The paper’s title is PrintListener: Uncovering the Vulnerability of Fingerprint Authentication via the Finger Friction Sound.

In such a “side channel attack,” a hacker could compromise the widely used Automated Fingerprint Identification System (AFIS). It’s key to a growing biometic fingerprint security market that could be worth $100 billion in less than a decade.

Here’s how the article describes what researchers found:

The attack leverages the sound characteristics of a user’s finger swiping on a touchscreen to extract fingerprint pattern features. Following tests, the researchers assert that they can successfully attack “up to 27.9% of partial fingerprints and 9.3% of complete fingerprints within five attempts at the highest security FAR [False Acceptance Rate] setting of 0.01%.” This is claimed to be the first work that leverages swiping sounds to infer fingerprint information.

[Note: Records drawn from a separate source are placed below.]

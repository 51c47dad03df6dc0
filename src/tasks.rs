//! The two pipeline tasks and the shared invocation context.
//!
//! `seats` reconciles one performance's seat map; `events` refreshes the
//! events table, runs incremental discovery and cast bookkeeping. Both are
//! reachable from the CLI and the HTTP entry point.

use anyhow::{bail, Context, Result};
use chrono::Utc;
use std::str::FromStr;
use std::sync::Arc;
use tracing::info;

use crate::cache::RefCache;
use crate::casts::{handle_new_past_casts, handle_seen_performances};
use crate::config::{EVENTS_PARQUET_LOCATION, EVENTS_SUMMARY_DOC};
use crate::discovery::{
    discover_new_productions, initial_state, parse_activities, soonest_activity,
};
use crate::events::{
    self, enrich_events, next_weeks_events, soonest_production_url, upcoming_events, StoredEvent,
    UpcomingEvent,
};
use crate::fetch::{query_plan, DataKind, Fetcher, QueryParams};
use crate::normalize::{
    normalize_events, normalize_price_types, normalize_prices, normalize_seats, normalize_zones,
};
use crate::reconcile::{reconcile, ReconcileOptions, SeatPriceBundle};
use crate::storage::dataset::Dataset;
use crate::storage::docstore::DocStore;
use crate::storage::{platform_from_env, Platform};
use crate::util::env::{env_req, init_env, preflight_check, REQUIRED_TASK_ENV};

/// How a task names its performance: a concrete id, or the N-th soonest
/// upcoming Main Stage production (zero-based internally; `"soonest"` is
/// index 0 and `"soonest_2"` index 1).
#[derive(Debug, Clone, Copy, PartialEq, Eq)]
pub enum PerformanceSelector {
    Id(i64),
    Soonest(usize),
}

impl FromStr for PerformanceSelector {
    type Err = anyhow::Error;

    fn from_str(raw: &str) -> Result<Self> {
        let raw = raw.trim();
        if raw.starts_with('[') {
            bail!("list performance ids are not supported for the seats task");
        }
        if raw == "soonest" {
            return Ok(PerformanceSelector::Soonest(0));
        }
        if let Some(n) = raw.strip_prefix("soonest_") {
            let n: usize = n
                .parse()
                .with_context(|| format!("invalid soonest index in {raw:?}"))?;
            if n == 0 {
                bail!("soonest indices start at 1");
            }
            return Ok(PerformanceSelector::Soonest(n - 1));
        }
        let id: i64 = raw
            .parse()
            .with_context(|| format!("invalid performance id {raw:?}"))?;
        Ok(PerformanceSelector::Id(id))
    }
}

/// Everything the events task produced, for callers that render or inspect.
#[derive(Debug)]
pub struct EventsOutcome {
    pub events: Vec<UpcomingEvent>,
    pub today_tomorrow: Vec<UpcomingEvent>,
    pub next_week: Vec<UpcomingEvent>,
    pub saved_events: usize,
    pub discovered_performances: usize,
}

/// Shared invocation context: storage backend, document store and HTTP
/// client, plus the per-invocation reference cache.
pub struct Pipeline {
    platform: Arc<dyn Platform>,
    docs: DocStore,
    fetcher: Fetcher,
}

impl Pipeline {
    pub fn from_env() -> Result<Self> {
        init_env();
        let platform = platform_from_env()?;
        let docs = DocStore::new(platform.clone());
        let fetcher = Fetcher::new(30)?;
        Ok(Self {
            platform,
            docs,
            fetcher,
        })
    }

    pub fn new(platform: Arc<dyn Platform>, fetcher: Fetcher) -> Self {
        let docs = DocStore::new(platform.clone());
        Self {
            platform,
            docs,
            fetcher,
        }
    }

    pub fn docs(&self) -> &DocStore {
        &self.docs
    }

    /// Resolve a selector to a concrete performance id. Soonest lookups go
    /// through the cache document and fall back to scraping the production's
    /// detail page.
    pub async fn resolve_performance_id(&self, selector: PerformanceSelector) -> Result<i64> {
        let index = match selector {
            PerformanceSelector::Id(id) => return Ok(id),
            PerformanceSelector::Soonest(index) => index,
        };
        let now = Utc::now();
        if let Some(id) = events::cached_soonest(&self.docs, index, now) {
            info!(performance_id = id, index, "soonest performance from cache");
            return Ok(id);
        }

        let plan = query_plan(&QueryParams {
            performance_id: 0,
            mode_of_sale_id: 0,
            constituent_id: 0,
            source_id: 0,
        });
        let feed = self.fetcher.fetch_one(&plan, DataKind::Events).await?;
        let (rows, locations) = normalize_events(&feed)?;
        let upcoming = upcoming_events(rows, &locations, now);
        let url = soonest_production_url(&upcoming, now, index)?;

        let html = self.fetcher.fetch_text(&url).await?;
        let activities = parse_activities(&initial_state(&html)?)
            .with_context(|| format!("parsing schedule from {url}"))?;
        let soonest = soonest_activity(&activities, now)
            .with_context(|| format!("no bookable performance on {url}"))?;

        events::store_soonest(&self.docs, index, soonest.performance_id, soonest.timestamp)?;
        info!(performance_id = soonest.performance_id, index, "soonest performance resolved");
        Ok(soonest.performance_id)
    }

    /// The seats task: fetch the four per-performance kinds, normalize,
    /// reconcile against the reference tables.
    pub async fn seats_task(
        &self,
        params: &QueryParams,
        options: &ReconcileOptions,
    ) -> Result<SeatPriceBundle> {
        info!(performance_id = params.performance_id, "running seats task");
        let plan = query_plan(params);
        let mut fetched = self.fetcher.fetch_all(&plan, &DataKind::SEATS_TASK).await;
        let mut take = |kind: DataKind| -> Result<serde_json::Value> {
            fetched
                .remove(&kind)
                .flatten()
                .with_context(|| format!("no {kind} data for performance {}", params.performance_id))
        };

        let seats = normalize_seats(&take(DataKind::Seats)?)?;
        let prices = normalize_prices(&take(DataKind::Prices)?)?;
        let zones = normalize_zones(&take(DataKind::ZoneIds)?)?;
        let price_types = normalize_price_types(&take(DataKind::PriceTypes)?)?;

        let mut cache = RefCache::new(self.docs.clone());
        let bundle = {
            let positions = cache.seat_positions(&seats)?.to_vec();
            let statuses = cache.seat_statuses()?.to_vec();
            reconcile(
                seats,
                prices,
                zones,
                price_types,
                &positions,
                &statuses,
                options,
            )?
        };

        let available = bundle.seats.iter().filter(|s| s.seat_available).count();
        info!(available, total = bundle.seats.len(), "seats available");
        Ok(bundle)
    }

    /// The events task: refresh the events table; when `save` is set, persist
    /// new rows, run discovery and cast bookkeeping, and write the summary
    /// document.
    pub async fn events_task(&self, save: bool) -> Result<EventsOutcome> {
        info!(save, "running events task");
        let now = Utc::now();
        let plan = query_plan(&QueryParams {
            performance_id: 0,
            mode_of_sale_id: 0,
            constituent_id: 0,
            source_id: 0,
        });
        let feed = self.fetcher.fetch_one(&plan, DataKind::Events).await?;
        let (rows, locations) = normalize_events(&feed)?;

        // The enriched table lives in the invocation's cache; every later
        // step of this run reads it from there.
        let mut cache = RefCache::new(self.docs.clone());
        cache.set_events(enrich_events(rows, &locations));
        let all_events = cache.events().map(|e| e.to_vec()).unwrap_or_default();
        let cutoff = now - chrono::Duration::hours(1);
        let upcoming: Vec<UpcomingEvent> = all_events
            .iter()
            .filter(|e| e.timestamp > cutoff)
            .cloned()
            .collect();
        let (today_tomorrow, next_week) = next_weeks_events(&upcoming, now);
        info!(
            events = upcoming.len(),
            today_tomorrow = today_tomorrow.len(),
            next_week = next_week.len(),
            "events table refreshed"
        );

        if !save {
            return Ok(EventsOutcome {
                events: all_events,
                today_tomorrow,
                next_week,
                saved_events: 0,
                discovered_performances: 0,
            });
        }

        let discovered = {
            let fetcher = self.fetcher.clone();
            discover_new_productions(self.platform.as_ref(), &upcoming, move |url| {
                let fetcher = fetcher.clone();
                async move { fetcher.fetch_text(&url).await }
            })
            .await?
        };

        let saved_events = self.save_new_events(&upcoming)?;
        self.write_events_summary(&all_events)?;

        {
            let fetcher = self.fetcher.clone();
            handle_new_past_casts(
                self.platform.as_ref(),
                &self.docs,
                &all_events,
                now,
                move |url| {
                    let fetcher = fetcher.clone();
                    async move { fetcher.fetch_json(&url).await }
                },
            )
            .await?;
        }
        handle_seen_performances(self.platform.as_ref(), &self.docs)?;

        Ok(EventsOutcome {
            events: all_events,
            today_tomorrow,
            next_week,
            saved_events,
            discovered_performances: discovered.len(),
        })
    }

    /// Persist feed rows whose performance id is not in the events dataset
    /// yet. Rows without a performance id are listings not on sale and stay
    /// out of the dataset.
    fn save_new_events(&self, events: &[UpcomingEvent]) -> Result<usize> {
        let dataset = Dataset::new(self.platform.as_ref(), EVENTS_PARQUET_LOCATION);
        let existing_ids: std::collections::HashSet<i64> = if dataset.exists() {
            dataset
                .read::<StoredEvent>(&[])?
                .into_iter()
                .filter_map(|e| e.performance_id)
                .collect()
        } else {
            Default::default()
        };

        let new_rows: Vec<StoredEvent> = events
            .iter()
            .filter(|e| {
                e.performance_id
                    .map(|id| !existing_ids.contains(&id))
                    .unwrap_or(false)
            })
            .map(StoredEvent::from)
            .collect();
        if new_rows.is_empty() {
            info!("no new events to save");
            return Ok(0);
        }
        let titles: Vec<&str> = {
            use itertools::Itertools;
            new_rows.iter().map(|r| r.title.as_str()).unique().collect()
        };
        info!(rows = new_rows.len(), ?titles, "saving new events");
        dataset.write(&new_rows)?;
        Ok(new_rows.len())
    }

    fn write_events_summary(&self, events: &[UpcomingEvent]) -> Result<()> {
        let summary: Vec<StoredEvent> = events.iter().map(StoredEvent::from).collect();
        self.docs.write(EVENTS_SUMMARY_DOC, &summary)
    }
}

/// Read the per-performance identifiers from the environment, resolving the
/// performance selector first.
pub async fn params_from_env(pipeline: &Pipeline) -> Result<QueryParams> {
    preflight_check("task env", REQUIRED_TASK_ENV, REQUIRED_TASK_ENV)?;
    let selector: PerformanceSelector = env_req("PERFORMANCE_ID")?.parse()?;
    let performance_id = pipeline.resolve_performance_id(selector).await?;
    Ok(QueryParams {
        performance_id,
        mode_of_sale_id: env_req("MODE_OF_SALE_ID")?.parse().context("MODE_OF_SALE_ID")?,
        constituent_id: env_req("CONSTITUENT_ID")?.parse().context("CONSTITUENT_ID")?,
        source_id: env_req("SOURCE_ID")?.parse().context("SOURCE_ID")?,
    })
}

So, as you may infer from that description, the chances of your fingerprints being swiped with criminal intent seem pretty low. And yet the methods that could get them take advantage of very popular apps. And the success percentages shown above related to the PrintListener fingerprint security risk are actually considered alarmingly high.

As the article states:

The PrintListener paper says that “finger-swiping friction sounds can be captured by attackers online with a high possibility.” The source of the finger-swiping sounds can be popular apps like Discord, Skype, WeChat, FaceTime, etc. Any chatty app where users carelessly perform swiping actions on the screen while the device mic is live. Hence the side-channel attack name – PrintListener.